صِرَاطَ الَّذِينَ أَنعَمتَ عَلَيهِمْ

Shiraatha alladziina an'amta 'alayhim

غَيرِ المَغضُوبِ عَلَيهِمْ

Ghoiri al-maghdhuubi 'alayhim

وَلاَ الضَّالِّينَ

wa laa adh-dhoolliin

Ayat 7 diatas terdiri dari 3 potongan kalimat. Pada penutup topik 29, dikatakan kita akan menunda pembahasan shiraath al-mustaqiim. Baiklah kita bahas pada topik ini.

Kata صراط - shiirath artinya jalan. Jamaknya shuruth صرط . Sedangkan al-mustaqiim المستقيم artinya benar atau lurus. Akar kata al-mustaqiim itu adalah قام - qooma, yang artinya berdiri. Kemudian kata ini mendapatkan tambahan alif sin ta, ingat bahwa tambahan alif sin ta ini menjadikan kata tsb menjadi KKT 8 (Kata Kerja Turunan bentuk ke 8).

Akar kata قام

KKT-8 استقام istaqooma, artinya berdiri atau menjadi lurus.

Ingat lagi salah satu aturan dari KKT 8, jika satu kata kerja menjadi KK 8, maka tambahan alif sin ta, dapat diartikan "minta sesuatu".

Contoh: غفر - ghafara mengampuni

KKT 8: استغفر - istaghfara minta ampun

Jika kita terapkan pada kata qooma قام artinya berdiri, maka KKT-8 "bisa" kita asosiasikan dengan "minta berdiri". Nah kok istaqooma artinya berdiri atau menjadi lurus?
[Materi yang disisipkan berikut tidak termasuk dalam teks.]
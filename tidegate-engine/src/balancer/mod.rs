//! Ingredient balancing strategies.
//!
//! Both strategies pull candidates from the session's reachable pool and
//! share the same amount and footprint caps; they differ in how they pick
//! ingredients and in how far an exhausted ingredient is evicted.
mod balanced;
mod random;

pub use balanced::BalancedBalancer;
pub use random::RandomBalancer;

use thiserror::Error;

use crate::config::{RandomizerConfig, RecipeMode};
use crate::entity::{Category, Entity, EntityId, Ingredient, IngredientList, Recipe};
use crate::session::Session;

/// A recipe could not be assembled this iteration; the owner stays pending.
#[derive(Debug, Clone, Error, PartialEq, Eq)]
pub enum BalanceFailure {
    #[error("unknown recipe owner {owner}")]
    UnknownOwner { owner: EntityId },
    #[error("no eligible ingredient for {owner}")]
    NoCandidates { owner: EntityId },
}

pub trait IngredientBalancer {
    fn strategy(&self) -> RecipeMode;

    /// Build a recipe for `owner` from the reachable pool.
    ///
    /// # Errors
    ///
    /// Returns `BalanceFailure` when no recipe can be assembled right now.
    fn assign(&mut self, owner: &EntityId, session: &mut Session)
    -> Result<Recipe, BalanceFailure>;
}

/// Construct the balancer for a configured strategy.
#[must_use]
pub fn for_mode(mode: RecipeMode) -> Box<dyn IngredientBalancer> {
    match mode {
        RecipeMode::Balanced => Box::new(BalancedBalancer),
        RecipeMode::Random => Box::new(RandomBalancer),
    }
}

/// Footprint budget for one recipe.
pub(crate) fn footprint_limit(owner: &Entity, config: &RandomizerConfig) -> u32 {
    if owner.category == Category::BaseOutpost {
        config.max_inventory_size.min(config.max_outpost_size)
    } else {
        config.max_inventory_size
    }
}

/// Most units of `candidate` a single recipe line may hold.
pub(crate) fn amount_cap(candidate: &Entity, config: &RandomizerConfig, footprint_left: u32) -> u32 {
    let by_kind = if !candidate.category.is_stackable() {
        1
    } else if candidate.category == Category::Egg {
        config.max_eggs_per_recipe.min(config.max_amount_per_ingredient)
    } else {
        config.max_amount_per_ingredient
    };
    by_kind.min(footprint_left / candidate.inventory_size.max(1))
}

/// Pool members eligible as the next ingredient, in pool order.
pub(crate) fn candidates<'a>(
    owner: &Entity,
    lines: &[Ingredient],
    footprint_left: u32,
    session: &'a Session,
) -> Vec<&'a Entity> {
    session
        .pool
        .iter()
        .filter(|id| **id != owner.id && !lines.iter().any(|line| &line.id == *id))
        .filter_map(|id| session.entity(id))
        .filter(|candidate| !candidate.is_exhausted())
        .filter(|candidate| {
            candidate
                .category
                .ingredient_class()
                .is_none_or(|class| session.config.policy_for(class).allows(owner.category))
        })
        .filter(|candidate| amount_cap(candidate, &session.config, footprint_left) > 0)
        .collect()
}

pub(crate) fn used_footprint(lines: &[Ingredient], session: &Session) -> u32 {
    lines
        .iter()
        .map(|line| {
            session
                .entity(&line.id)
                .map_or(1, |entity| entity.inventory_size.max(1))
                .saturating_mul(line.amount)
        })
        .sum()
}

pub(crate) fn recipe_value(lines: &[Ingredient], session: &Session) -> u32 {
    lines
        .iter()
        .map(|line| {
            session
                .entity(&line.id)
                .map_or(0, |entity| entity.value)
                .saturating_mul(line.amount)
        })
        .sum()
}

/// Charge one use to every ingredient and evict the ones that ran out.
pub(crate) fn commit_uses(lines: &[Ingredient], session: &mut Session, evict_dependents: bool) {
    for line in lines {
        let exhausted = session
            .entities
            .get_mut(&line.id)
            .is_some_and(Entity::consume_use);
        if exhausted {
            log::debug!("ingredient {} reached its use cap", line.id);
            session.evict(&line.id, evict_dependents);
        }
    }
}

pub(crate) fn finish_recipe(owner: &Entity, lines: IngredientList, session: &Session) -> Recipe {
    let value = recipe_value(&lines, session);
    Recipe {
        owner: owner.id.clone(),
        ingredients: lines,
        craft_amount: owner.craft_amount,
        value,
    }
}

#[cfg(test)]
pub(crate) mod fixtures {
    use crate::config::RandomizerConfig;
    use crate::data::WorldInputs;
    use crate::entity::{Blueprint, Category, Entity, EntityId};
    use crate::progression::ProgressionGraph;
    use crate::session::Session;

    pub fn item(name: &str, category: Category, value: u32) -> Entity {
        let mut entity = Entity::new(EntityId::new(name), category);
        entity.value = value;
        entity
    }

    /// Session whose pool holds every non-owner entity, in the given order.
    pub fn pooled_session(seed: u64, mut owner: Entity, pool: Vec<Entity>) -> Session {
        owner.blueprint.get_or_insert_with(Blueprint::default);
        let mut entities = vec![owner];
        entities.extend(pool);
        let inputs = WorldInputs {
            entities,
            ..WorldInputs::default()
        };
        let mut session = Session::new(
            seed,
            RandomizerConfig::default(),
            ProgressionGraph::default(),
            inputs,
        );
        session.admit_reachable();
        let ids: Vec<EntityId> = session.order.iter().skip(1).cloned().collect();
        for id in ids {
            session.resolve(&id, false);
        }
        session
    }
}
Bukannya minta berdiri?

Memang secara umum (dikebanyakan kasus) tambahan alif sin ta itu (KKT 8) artinya minta sesuatu. Akan tetapi bisa juga arti KKT 8 itu sama dengan arti akar kata nya.

Tapi kalau dipikir-pikir, "minta berdiri" sangat dengan artinya dengan "berdiri" atau "menjadi lurus" kan? [Badan orang yang berdiri tegak, biasanya lurus kan ya???]. Oh ya perlu diingat disini bahwa KKT 1 s/d 8 kadang-kadang artinya sama dengan arti Kata Kerja Dasar (KKD) nya, atau hanya berbeda sedikit saja, atau bisa berbeda jauh. Dari mana tahunya? Ya tahunya,,, dari kamus. Kita harus rajin-rajin melihat kamus.

Kata al-mustaqiem sendiri, adalah kata bentukan dari KKT 8. Insya Allah selesai topik surat Al-fatihah ini kita akan bahas kata bentukan dari sebuah kata kerja. Kata al-mustaqiem ini merupakan kata bentukan dari استقام istaqooma, yaitu apa yang disebut isim faa'il (kata benda pelaku).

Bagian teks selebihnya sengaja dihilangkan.